E. The Stockholders desire to consent to the sale of Common Stock pursuant to a Demand Registration.
A G R E E M E N T S
The parties hereto agree as follows:
1. The Stockholders hereby amend the Lockup Agreement in order to allow DLJMP and MDP to make a joint Demand Registration request prior to August 22, 2001 in accordance with the terms of the Shareholders Agreement and to sell their respective shares of Company Common Stock pursuant to such Demand Registration.

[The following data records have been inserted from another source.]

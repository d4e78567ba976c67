//! Category CLI commands
//!
//! Prints the default category map, optionally narrowed to one type.

use clap::Args;

use crate::display::category::format_category_tree;
use crate::error::TallyResult;
use crate::models::{CategoryMap, TransactionType};

/// Arguments for `tally categories`
#[derive(Debug, Args)]
pub struct CategoryArgs {
    /// Only list categories of this type
    #[arg(short = 't', long = "type", value_enum)]
    pub kind: Option<TransactionType>,
}

/// Handle the categories command
pub fn handle_categories_command(args: CategoryArgs) -> TallyResult<()> {
    print!("{}", render_categories(&args));
    Ok(())
}

fn render_categories(args: &CategoryArgs) -> String {
    format_category_tree(&CategoryMap::default(), args.kind)
}

#[cfg(test)]
mod tests {
    use super::*;

    #[test]
    fn test_render_all_types() {
        let output = render_categories(&CategoryArgs { kind: None });
        assert!(output.contains("Salary"));
        assert!(output.contains("Utilities"));
    }

    #[test]
    fn test_render_filtered() {
        let output = render_categories(&CategoryArgs {
            kind: Some(TransactionType::Income),
        });
        assert!(output.contains("Business"));
        assert!(!output.contains("Rent"));
    }
}
use std::time::Duration;

#[derive(Debug, Clone, Copy, PartialEq, Eq)]
pub enum TickOutcome {
    /// No server timestamp has arrived yet.
    NotScheduled,
    Waiting { remaining: Duration },
    RefreshRequested { dispatched: bool },
    Stopped,
}
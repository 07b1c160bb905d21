use std::fmt;
use std::sync::Arc;
use std::sync::atomic::{AtomicBool, Ordering};
use std::time::Duration;

use serde_json::json;
use tokio::sync::mpsc;
use tokio::task::JoinHandle;
use tracing::{debug, error, info, warn};

use crate::connection::transport::{Session, Transport};
use crate::error::TransportError;
use crate::events::{EventSender, MonitorEvent};
use crate::ingest::snapshot_ingestor::SnapshotIngestor;
use crate::scheduling::refresh_scheduler::RefreshTrigger;
use crate::store::snapshot_store::SnapshotStore;
use crate::types::connection_state::ConnectionState;

#[derive(Debug, Clone, Copy, PartialEq, Eq)]
enum Command {
    Refresh,
    Stop,
}

enum SessionEnd {
    Stopped,
    Failed(TransportError),
}

fn refresh_request() -> String {
    json!({ "action": "get_store_data" }).to_string()
}

/// Cloneable entry point for asking the network worker to refresh, usable from any task.
#[derive(Clone)]
pub struct ConnectionHandle {
    commands: mpsc::UnboundedSender<Command>,
    store: Arc<SnapshotStore>,
    shutdown: Arc<AtomicBool>,
}

impl ConnectionHandle {
    /// Returns `false` when the request was dropped because the session is not up.
    pub fn request_refresh(&self) -> bool {
        if self.is_shut_down() {
            debug!("refresh dropped, connection is shut down");
            return false;
        }

        let state = self.store.connection_state();
        if state != ConnectionState::Connected {
            debug!(%state, "refresh dropped, not connected");
            return false;
        }

        self.commands.send(Command::Refresh).is_ok()
    }

    pub fn is_shut_down(&self) -> bool {
        self.shutdown.load(Ordering::SeqCst)
    }
}

impl RefreshTrigger for ConnectionHandle {
    fn request_refresh(&self) -> bool {
        ConnectionHandle::request_refresh(self)
    }

    fn is_shut_down(&self) -> bool {
        ConnectionHandle::is_shut_down(self)
    }
}

impl fmt::Debug for ConnectionHandle {
    fn fmt(&self, f: &mut fmt::Formatter<'_>) -> fmt::Result {
        f.debug_struct("ConnectionHandle")
            .field("state", &self.store.connection_state())
            .field("shut_down", &self.is_shut_down())
            .finish()
    }
}

/// Owns the streaming session: connects, asks for data, forwards inbound
/// payloads to the ingestor and reconnects after any transport failure.
pub struct ConnectionManager {
    worker: Option<ConnectionWorker>,
    commands: Option<mpsc::UnboundedReceiver<Command>>,
    task: Option<JoinHandle<()>>,
    handle: ConnectionHandle,
    events: EventSender,
}

impl ConnectionManager {
    pub fn new(
        endpoint: impl Into<String>,
        reconnect_delay: Duration,
        transport: Arc<dyn Transport>,
        ingestor: Arc<SnapshotIngestor>,
        store: Arc<SnapshotStore>,
        events: EventSender,
    ) -> Self {
        let (commands_sender, commands) = mpsc::unbounded_channel();

        let handle = ConnectionHandle {
            commands: commands_sender,
            store: Arc::clone(&store),
            shutdown: Arc::new(AtomicBool::new(false)),
        };

        let worker = ConnectionWorker {
            endpoint: endpoint.into(),
            reconnect_delay,
            transport,
            ingestor,
            store,
            events: events.clone(),
        };

        Self {
            worker: Some(worker),
            commands: Some(commands),
            task: None,
            handle,
            events,
        }
    }

    pub fn handle(&self) -> ConnectionHandle {
        self.handle.clone()
    }

    #[cfg(test)]
    pub fn state(&self) -> ConnectionState {
        self.handle.store.connection_state()
    }

    /// Spawns the network worker. Calling it again, or after `stop`, does nothing.
    pub fn start(&mut self) {
        if self.handle.is_shut_down() {
            debug!("start ignored, connection manager was stopped");
            return;
        }

        let (Some(worker), Some(commands)) = (self.worker.take(), self.commands.take()) else {
            debug!("start ignored, connection worker already running");
            return;
        };

        self.task = Some(tokio::spawn(worker.run(commands)));
    }

    /// Closes the session, ends the retry loop and waits for the worker to exit.
    pub async fn stop(&mut self) {
        self.handle.shutdown.store(true, Ordering::SeqCst);
        let _ = self.handle.commands.send(Command::Stop);

        self.worker = None;
        self.commands = None;

        if let Some(task) = self.task.take() {
            if let Err(error) = task.await {
                error!(?error, "connection worker panicked");
            }
        }

        if self.handle.store.set_connection_state(ConnectionState::Disconnected) {
            info!("connection stopped");
            let _ = self
                .events
                .send(MonitorEvent::ConnectionStateChanged(ConnectionState::Disconnected));
        }
    }
}

struct ConnectionWorker {
    endpoint: String,
    reconnect_delay: Duration,
    transport: Arc<dyn Transport>,
    ingestor: Arc<SnapshotIngestor>,
    store: Arc<SnapshotStore>,
    events: EventSender,
}

impl ConnectionWorker {
    async fn run(self, mut commands: mpsc::UnboundedReceiver<Command>) {
        loop {
            self.transition(ConnectionState::Connecting);

            let end = tokio::select! {
                connected = self.transport.connect(&self.endpoint) => match connected {
                    Ok(session) => self.run_session(session, &mut commands).await,
                    Err(error) => SessionEnd::Failed(error),
                },
                _ = wait_for_stop(&mut commands) => SessionEnd::Stopped,
            };

            let error = match end {
                SessionEnd::Stopped => break,
                SessionEnd::Failed(error) => error,
            };

            warn!(%error, delay = ?self.reconnect_delay, "websocket connection failed, reconnecting");
            self.transition(ConnectionState::Reconnecting);

            tokio::select! {
                _ = tokio::time::sleep(self.reconnect_delay) => {}
                _ = wait_for_stop(&mut commands) => break,
            }
        }

        info!("connection worker exited");
    }

    async fn run_session(
        &self,
        mut session: Box<dyn Session>,
        commands: &mut mpsc::UnboundedReceiver<Command>,
    ) -> SessionEnd {
        self.transition(ConnectionState::Connected);
        info!(endpoint = %self.endpoint, "websocket connected");

        if let Err(error) = session.send(refresh_request()).await {
            return SessionEnd::Failed(error);
        }

        loop {
            tokio::select! {
                message = session.recv() => match message {
                    Ok(text) => self.forward(&text),
                    Err(error) => return SessionEnd::Failed(error),
                },
                command = commands.recv() => match command {
                    Some(Command::Refresh) => {
                        debug!("requesting store data");
                        if let Err(error) = session.send(refresh_request()).await {
                            return SessionEnd::Failed(error);
                        }
                    }
                    Some(Command::Stop) | None => {
                        session.close().await;
                        return SessionEnd::Stopped;
                    }
                },
            }
        }
    }

    fn forward(&self, text: &str) {
        match self.ingestor.ingest(text) {
            Ok(outcome) => debug!(?outcome, "payload ingested"),
            Err(error) => warn!(%error, "dropping unparseable payload"),
        }
    }

    fn transition(&self, state: ConnectionState) {
        if self.store.set_connection_state(state) {
            info!(%state, status = state.status_label(), "connection state changed");
            let _ = self.events.send(MonitorEvent::ConnectionStateChanged(state));
        }
    }
}

/// Resolves once a stop arrives or every handle is gone; refreshes seen meanwhile are dropped.
async fn wait_for_stop(commands: &mut mpsc::UnboundedReceiver<Command>) {
    loop {
        match commands.recv().await {
            Some(Command::Refresh) => debug!("refresh dropped, not connected"),
            Some(Command::Stop) | None => return,
        }
    }
}
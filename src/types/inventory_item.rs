use std::fmt;

use chrono::{DateTime, Utc};

use crate::types::price::Price;

/// Items at or below this stock are flagged as running low.
pub const LOW_STOCK_THRESHOLD: i64 = 3;

#[derive(Clone, PartialEq)]
pub struct InventoryItem {
    category: String,
    name: Option<String>,
    price: Price,
    stock: i64,
    last_updated: Option<DateTime<Utc>>,
}

impl InventoryItem {
    pub fn new(
        category: impl Into<String>,
        name: Option<String>,
        price: Price,
        stock: i64,
        last_updated: Option<DateTime<Utc>>,
    ) -> Self {
        Self {
            category: category.into(),
            name,
            price,
            stock,
            last_updated,
        }
    }

    pub fn category(&self) -> &str {
        &self.category
    }

    /// `None` when the server did not name the item.
    pub fn name(&self) -> Option<&str> {
        self.name.as_deref()
    }

    pub fn display_name(&self) -> &str {
        self.name().unwrap_or("—")
    }

    pub fn price(&self) -> Price {
        self.price
    }

    pub fn stock(&self) -> i64 {
        self.stock
    }

    pub fn last_updated(&self) -> Option<DateTime<Utc>> {
        self.last_updated
    }

    pub fn is_low_stock(&self) -> bool {
        self.stock <= LOW_STOCK_THRESHOLD
    }
}

impl fmt::Debug for InventoryItem {
    fn fmt(&self, f: &mut fmt::Formatter<'_>) -> fmt::Result {
        f.debug_struct("InventoryItem")
            .field("category", &self.category)
            .field("name", &self.display_name())
            .field("price", &format_args!("{}", self.price))
            .field("stock", &self.stock)
            .field("last_updated", &self.last_updated)
            .finish()
    }
}
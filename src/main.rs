mod config;
mod connection;
mod console;
mod error;
mod events;
mod ingest;
mod scheduling;
mod store;
mod types;

use std::path::PathBuf;
use std::sync::Arc;

use anyhow::{Context, Result};
use clap::Parser;
use dotenvy::dotenv;
use tokio::sync::broadcast;
use tracing::{error, info};
use tracing_subscriber::EnvFilter;

use crate::config::MonitorConfig;
use crate::connection::connection_manager::ConnectionManager;
use crate::connection::websocket_transport::WebSocketTransport;
use crate::console::ConsoleDisplay;
use crate::events::MonitorEvent;
use crate::ingest::snapshot_ingestor::SnapshotIngestor;
use crate::scheduling::refresh_scheduler::RefreshScheduler;
use crate::store::snapshot_store::SnapshotStore;
use crate::types::quality::{Quality, QualityTable};

#[derive(Debug, Clone, Parser)]
struct Args {
    /// Websocket endpoint; falls back to GARDEN_MONITOR_ENDPOINT, then the public server.
    #[arg(long)]
    pub endpoint: Option<String>,

    #[arg(long, value_enum, default_value = "prismatic")]
    pub alert_quality: Quality,

    #[arg(long, default_value = QualityTable::FILE_NAME)]
    pub qualities: PathBuf,
}

#[tokio::main]
async fn main() -> Result<()> {
    dotenv().ok();
    tracing_subscriber::fmt()
        .with_env_filter(
            EnvFilter::from_default_env().add_directive("garden_monitor=debug".parse()?),
        )
        .with_target(false)
        .with_thread_ids(true)
        .init();

    let args = Args::parse();
    let config = MonitorConfig::new(args.endpoint, args.alert_quality, args.qualities)?;
    let qualities = Arc::new(QualityTable::load(&config.qualities_path)?);
    info!(endpoint = %config.endpoint, items = qualities.len(), alert = %config.alert_quality, "starting garden monitor");

    let store = Arc::new(SnapshotStore::new(config.refresh_interval));
    let (event_sender, _) = broadcast::channel::<MonitorEvent>(1_024);

    let display = ConsoleDisplay::new(Arc::clone(&qualities));
    let display_task = tokio::spawn(display.run(event_sender.subscribe()));

    let ingestor = Arc::new(SnapshotIngestor::new(
        Arc::clone(&store),
        qualities,
        config.alert_quality,
        event_sender.clone(),
    ));

    let mut connection = ConnectionManager::new(
        config.endpoint.as_str(),
        config.reconnect_delay,
        Arc::new(WebSocketTransport),
        ingestor,
        Arc::clone(&store),
        event_sender.clone(),
    );
    connection.start();

    let scheduler = RefreshScheduler::new(
        Arc::clone(&store),
        Arc::new(connection.handle()),
        event_sender.clone(),
    );
    let scheduler_task = tokio::spawn(scheduler.run(config.tick_interval));

    tokio::signal::ctrl_c()
        .await
        .context("failed to listen for ctrl-c")?;
    info!("shutting down");

    connection.stop().await;
    if let Err(error) = scheduler_task.await {
        error!(?error, "refresh scheduler task failed");
    }

    drop(connection);
    drop(event_sender);
    if let Err(error) = display_task.await {
        error!(?error, "display task failed");
    }

    Ok(())
}
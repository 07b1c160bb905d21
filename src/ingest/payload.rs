use chrono::{DateTime, NaiveDateTime, Utc};
use serde::Deserialize;
use serde_json::{Map, Value};

use crate::error::ParseError;

/// `2024-01-01T00:00:00.000000Z`, always UTC.
pub const TIMESTAMP_FORMAT: &str = "%Y-%m-%dT%H:%M:%S.%6fZ";

#[derive(Debug, Deserialize)]
pub struct Envelope {
    /* NOTE: other server messages carry no `data` and are ignored */
    #[serde(default)]
    pub data: Option<Map<String, Value>>,
}

/// `"lastUpdated": null` deserializes to `None` and is treated the same as a missing key.
#[derive(Debug, Deserialize)]
#[serde(rename_all = "camelCase")]
pub struct ItemRecord {
    #[serde(default)]
    pub name: Option<String>,

    #[serde(default)]
    pub price: Option<f64>,

    #[serde(default)]
    pub quantity: Option<i64>,

    #[serde(default)]
    pub last_updated: Option<String>,
}

impl Envelope {
    pub fn parse(raw: &str) -> Result<Self, ParseError> {
        Ok(serde_json::from_str(raw)?)
    }
}

pub fn parse_timestamp(value: &str) -> Result<DateTime<Utc>, ParseError> {
    NaiveDateTime::parse_from_str(value, TIMESTAMP_FORMAT)
        .map(|naive| naive.and_utc())
        .map_err(|source| ParseError::Timestamp {
            value: value.to_string(),
            source,
        })
}
use std::time::Duration;

use tokio::sync::broadcast;

use crate::types::{
    connection_state::ConnectionState, inventory_item::InventoryItem, quality::Quality,
    snapshot::Snapshot,
};

pub type EventSender = broadcast::Sender<MonitorEvent>;

#[derive(Debug, Clone)]
pub enum MonitorEvent {
    SnapshotChanged(Snapshot),
    ScheduleTick {
        remaining: Duration,
    },
    Alert {
        item: InventoryItem,
        quality: Quality,
    },
    ConnectionStateChanged(ConnectionState),
}

/// Formats a countdown as `MM:SS`, minutes are not wrapped into hours.
pub fn format_remaining(remaining: Duration) -> String {
    let total = remaining.as_secs();
    format!("{:02}:{:02}", total / 60, total % 60)
}
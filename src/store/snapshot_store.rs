use std::fmt;

use chrono::{DateTime, TimeDelta, Utc};
use parking_lot::Mutex;

use crate::types::{
    connection_state::ConnectionState, schedule_state::ScheduleState, snapshot::Snapshot,
};

#[derive(Debug, Clone, Copy, PartialEq, Eq)]
pub enum RefreshCheck {
    /// No server timestamp has been seen yet.
    NotScheduled,
    /// The refresh boundary was crossed; the snapshot has been cleared.
    Due,
    Pending { remaining: TimeDelta },
}

struct StoreState {
    snapshot: Snapshot,
    schedule: ScheduleState,
    connection: ConnectionState,
}

/// Latest inventory plus schedule and connection status behind a single lock.
pub struct SnapshotStore {
    state: Mutex<StoreState>,
}

impl SnapshotStore {
    pub fn new(interval: TimeDelta) -> Self {
        Self {
            state: Mutex::new(StoreState {
                snapshot: Snapshot::empty(),
                schedule: ScheduleState::new(interval),
                connection: ConnectionState::Disconnected,
            }),
        }
    }

    pub fn replace(&self, snapshot: Snapshot, last_update_time: Option<DateTime<Utc>>) {
        let mut state = self.state.lock();
        state.snapshot = snapshot;

        if let Some(last_update_time) = last_update_time {
            state.schedule.record_update(last_update_time);
        }
    }

    pub fn read(&self) -> Snapshot {
        self.state.lock().snapshot.clone()
    }

    pub fn peek_schedule(&self) -> ScheduleState {
        self.state.lock().schedule
    }

    /// Clears the snapshot and pushes the schedule forward if a refresh is due at `now`.
    pub fn begin_refresh_if_due(&self, now: DateTime<Utc>) -> RefreshCheck {
        let mut state = self.state.lock();

        if state.schedule.is_due(now) {
            state.snapshot = Snapshot::empty();
            state.schedule.advance_from(now);

            return RefreshCheck::Due;
        }

        match state.schedule.remaining(now) {
            Some(remaining) => RefreshCheck::Pending { remaining },
            None => RefreshCheck::NotScheduled,
        }
    }

    pub fn connection_state(&self) -> ConnectionState {
        self.state.lock().connection
    }

    /// Returns `true` when the state actually changed.
    pub fn set_connection_state(&self, connection: ConnectionState) -> bool {
        let mut state = self.state.lock();
        let changed = state.connection != connection;
        state.connection = connection;
        changed
    }
}

impl fmt::Debug for SnapshotStore {
    fn fmt(&self, f: &mut fmt::Formatter<'_>) -> fmt::Result {
        let state = self.state.lock();
        f.debug_struct("SnapshotStore")
            .field("items", &state.snapshot.len())
            .field("schedule", &state.schedule)
            .field("connection", &state.connection)
            .finish()
    }
}

#[cfg(test)]
mod tests {
    use std::sync::Arc;
    use std::sync::atomic::{AtomicBool, Ordering};
    use std::thread;

    use chrono::TimeZone;

    use super::*;
    use crate::types::{inventory_item::InventoryItem, price::Price};

    fn interval() -> TimeDelta {
        TimeDelta::minutes(5) + TimeDelta::seconds(3)
    }

    fn snapshot_of(len: usize) -> Snapshot {
        (0..len)
            .map(|index| {
                InventoryItem::new("SEEDS", Some(format!("item-{index}")), Price::Unknown, 1, None)
            })
            .collect::<Vec<_>>()
            .into()
    }

    #[test]
    fn replace_with_timestamp_derives_next_update() {
        let store = SnapshotStore::new(interval());
        let last = Utc.with_ymd_and_hms(2024, 1, 1, 0, 0, 0).unwrap();

        store.replace(snapshot_of(2), Some(last));

        let schedule = store.peek_schedule();
        assert_eq!(schedule.last_update_time, Some(last));
        assert_eq!(schedule.next_update_time, Some(last + interval()));
        assert_eq!(store.read().len(), 2);
    }

    #[test]
    fn replace_without_timestamp_keeps_schedule() {
        let store = SnapshotStore::new(interval());
        let last = Utc.with_ymd_and_hms(2024, 1, 1, 0, 0, 0).unwrap();
        store.replace(snapshot_of(1), Some(last));
        let before = store.peek_schedule();

        store.replace(snapshot_of(3), None);

        assert_eq!(store.peek_schedule(), before);
        assert_eq!(store.read().len(), 3);
    }

    #[test]
    fn refresh_check_clears_and_advances_once_due() {
        let store = SnapshotStore::new(interval());
        let last = Utc.with_ymd_and_hms(2024, 1, 1, 0, 0, 0).unwrap();

        assert_eq!(store.begin_refresh_if_due(last), RefreshCheck::NotScheduled);

        store.replace(snapshot_of(4), Some(last));
        assert_eq!(
            store.begin_refresh_if_due(last + TimeDelta::seconds(3)),
            RefreshCheck::Pending {
                remaining: TimeDelta::minutes(5)
            }
        );

        let due = last + interval();
        assert_eq!(store.begin_refresh_if_due(due), RefreshCheck::Due);
        assert!(store.read().is_empty());
        assert_eq!(store.peek_schedule().next_update_time, Some(due + interval()));
        assert!(matches!(
            store.begin_refresh_if_due(due),
            RefreshCheck::Pending { .. }
        ));
    }

    #[test]
    fn connection_state_reports_changes() {
        let store = SnapshotStore::new(interval());

        assert!(!store.set_connection_state(ConnectionState::Disconnected));
        assert!(store.set_connection_state(ConnectionState::Reconnecting));
        assert_eq!(store.connection_state(), ConnectionState::Reconnecting);
    }

    #[test]
    fn concurrent_readers_never_see_partial_snapshots() {
        let store = Arc::new(SnapshotStore::new(interval()));
        let done = Arc::new(AtomicBool::new(false));
        let sizes = [0usize, 7, 31, 64];

        let readers: Vec<_> = (0..4)
            .map(|_| {
                let store = Arc::clone(&store);
                let done = Arc::clone(&done);
                thread::spawn(move || {
                    while !done.load(Ordering::Relaxed) {
                        let snapshot = store.read();
                        assert!(sizes.contains(&snapshot.len()));
                        if let Some(first) = snapshot.items().first() {
                            let prefix_ok = snapshot
                                .iter()
                                .enumerate()
                                .all(|(index, item)| item.name() == Some(&format!("item-{index}")[..]));
                            assert!(prefix_ok, "mixed snapshot starting at {first:?}");
                        }
                    }
                })
            })
            .collect();

        for round in 0..2_000 {
            store.replace(snapshot_of(sizes[round % sizes.len()]), None);
        }
        done.store(true, Ordering::Relaxed);

        for reader in readers {
            reader.join().unwrap();
        }
    }
}
use crate::types::inventory_item::InventoryItem;

/// The full inventory as last parsed from the server, in arrival order.
#[derive(Debug, Clone, Default, PartialEq)]
pub struct Snapshot {
    items: Vec<InventoryItem>,
}

impl Snapshot {
    pub fn new(items: Vec<InventoryItem>) -> Self {
        Self { items }
    }

    pub fn empty() -> Self {
        Self::default()
    }

    #[cfg(test)]
    pub fn items(&self) -> &[InventoryItem] {
        &self.items
    }

    pub fn len(&self) -> usize {
        self.items.len()
    }

    pub fn is_empty(&self) -> bool {
        self.items.is_empty()
    }

    pub fn iter(&self) -> impl Iterator<Item = &InventoryItem> {
        self.items.iter()
    }
}

impl From<Vec<InventoryItem>> for Snapshot {
    fn from(items: Vec<InventoryItem>) -> Self {
        Self::new(items)
    }
}
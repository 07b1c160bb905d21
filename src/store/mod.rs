pub mod snapshot_store;
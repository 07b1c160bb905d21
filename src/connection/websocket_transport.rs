use async_trait::async_trait;
use futures_util::{SinkExt, StreamExt};
use tokio::net::TcpStream;
use tokio_tungstenite::{MaybeTlsStream, WebSocketStream, connect_async, tungstenite::Message};
use tracing::{debug, warn};

use crate::connection::transport::{Session, Transport};
use crate::error::TransportError;

#[derive(Debug, Default)]
pub struct WebSocketTransport;

#[async_trait]
impl Transport for WebSocketTransport {
    async fn connect(&self, endpoint: &str) -> Result<Box<dyn Session>, TransportError> {
        let (stream, _http_response) =
            connect_async(endpoint)
                .await
                .map_err(|source| TransportError::Connect {
                    endpoint: endpoint.to_string(),
                    source,
                })?;

        Ok(Box::new(WebSocketSession { stream }))
    }
}

struct WebSocketSession {
    stream: WebSocketStream<MaybeTlsStream<TcpStream>>,
}

#[async_trait]
impl Session for WebSocketSession {
    async fn send(&mut self, text: String) -> Result<(), TransportError> {
        self.stream
            .send(Message::Text(text))
            .await
            .map_err(TransportError::Send)
    }

    async fn recv(&mut self) -> Result<String, TransportError> {
        loop {
            let message = match self.stream.next().await {
                Some(message) => message.map_err(TransportError::Receive)?,
                None => return Err(TransportError::Closed),
            };

            match message {
                Message::Text(text) => return Ok(text),
                Message::Binary(binary) => match String::from_utf8(binary) {
                    Ok(text) => return Ok(text),
                    Err(_) => debug!("ignoring non UTF-8 binary frame"),
                },
                Message::Close(frame) => {
                    warn!(?frame, "websocket closed by server");
                    return Err(TransportError::Closed);
                }
                Message::Ping(_) | Message::Pong(_) | Message::Frame(_) => {}
            }
        }
    }

    async fn close(&mut self) {
        if let Err(error) = self.stream.close(None).await {
            debug!(%error, "websocket close handshake failed");
        }
    }
}
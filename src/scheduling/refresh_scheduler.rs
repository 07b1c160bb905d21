use std::sync::Arc;
use std::time::Duration;

use chrono::{DateTime, Utc};
use tokio::time::MissedTickBehavior;
use tracing::{debug, info};

use crate::events::{EventSender, MonitorEvent, format_remaining};
use crate::scheduling::types::TickOutcome;
use crate::store::snapshot_store::{RefreshCheck, SnapshotStore};
use crate::types::snapshot::Snapshot;

pub trait RefreshTrigger: Send + Sync {
    /// Asks for fresh data. Returns `false` when the request was dropped.
    fn request_refresh(&self) -> bool;
    fn is_shut_down(&self) -> bool;
}

/// Decides once per tick whether the next server restock is due.
pub struct RefreshScheduler {
    store: Arc<SnapshotStore>,
    trigger: Arc<dyn RefreshTrigger>,
    events: EventSender,
}

impl RefreshScheduler {
    pub fn new(
        store: Arc<SnapshotStore>,
        trigger: Arc<dyn RefreshTrigger>,
        events: EventSender,
    ) -> Self {
        Self {
            store,
            trigger,
            events,
        }
    }

    pub fn tick(&self, now: DateTime<Utc>) -> TickOutcome {
        if self.trigger.is_shut_down() {
            return TickOutcome::Stopped;
        }

        match self.store.begin_refresh_if_due(now) {
            RefreshCheck::NotScheduled => TickOutcome::NotScheduled,
            RefreshCheck::Due => {
                info!("refresh due, clearing stale snapshot");
                let _ = self.events.send(MonitorEvent::SnapshotChanged(Snapshot::empty()));

                let dispatched = self.trigger.request_refresh();
                TickOutcome::RefreshRequested { dispatched }
            }
            RefreshCheck::Pending { remaining } => {
                let remaining = remaining.to_std().unwrap_or_default();
                let _ = self.events.send(MonitorEvent::ScheduleTick { remaining });

                TickOutcome::Waiting { remaining }
            }
        }
    }

    /// Ticks every `period` until the trigger reports shutdown.
    pub async fn run(self, period: Duration) {
        let mut interval = tokio::time::interval(period);
        interval.set_missed_tick_behavior(MissedTickBehavior::Delay);

        loop {
            interval.tick().await;

            match self.tick(Utc::now()) {
                TickOutcome::Stopped => break,
                TickOutcome::Waiting { remaining } => {
                    debug!(next_update_in = %format_remaining(remaining));
                }
                TickOutcome::RefreshRequested { dispatched } => {
                    debug!(dispatched, "refresh requested");
                }
                TickOutcome::NotScheduled => {}
            }
        }

        info!("refresh scheduler stopped");
    }
}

2. The Stockholders hereby amend and restate Section 3 of the Lockup Agreement in its entirety as follows:
3. The lock-up provisions set forth in Paragraph 2 above shall not apply to the following:
(a) | A transfer, sale, contract to sell, pledge, assignment or other disposition by the undersigned to a Permitted Transferee as defined in the Shareholders Agreement. | |
(b) | A transfer, sale, contract to sell, assignment or other disposition caused by or resulting from the exercise of any put, call, repurchase or tag along right set forth in the Shareholders Agreement, the Restricted Stock Purchase Agreements between NPI and Messrs. Chapple, Thompson, Aas, Satterlee, Fanning, Thaler and Manning, or any other agreement between or among the Company, NWIP or any of the shareholders who are parties to the Shareholders Agreement. It is the intention of the parties hereto that Paragraph 2 shall not affect, interfere with or otherwise prevent the parties hereto from exercising, pursuing or participating in any put, call, repurchase, or tag along rights set forth in the Shareholders Agreement or the Restricted Stock Purchase Agreements. | |
(c) | A pledge of shares of Company Capital Stock by any of the undersigned parties in the ordinary course of using the credit facilities of any such party. | |
(d) | A transfer, sale, contract to sell, assignment or other disposition by the undersigned that constitutes a hedging transaction or similar transaction for the sole purpose of offsetting the undersigneds investment risk; provided,however, that (a) in any such transaction, a Shareholder may not subject to the hedging transaction more than an aggregate of 20% of such Shareholders Initial Ownership, (b) a Shareholder may not engage in more than one hedging transaction in any twelve-month period and (c) the date that the Shareholder executes any documents or otherwise commits to engage in any such hedging transaction must be at least twelve months prior to the date on which the Shareholders ownership interest in any of the Shares involved in such hedging transaction are transferred, assigned or otherwise conveyed. |
3. The remainder of the Lockup Agreement is not amended hereby and shall remain in full force and effect. Each of the Stockholders hereby ratifies and confirms the terms and conditions of the Lockup Agreement, as supplemented and amended by this Second Amendment.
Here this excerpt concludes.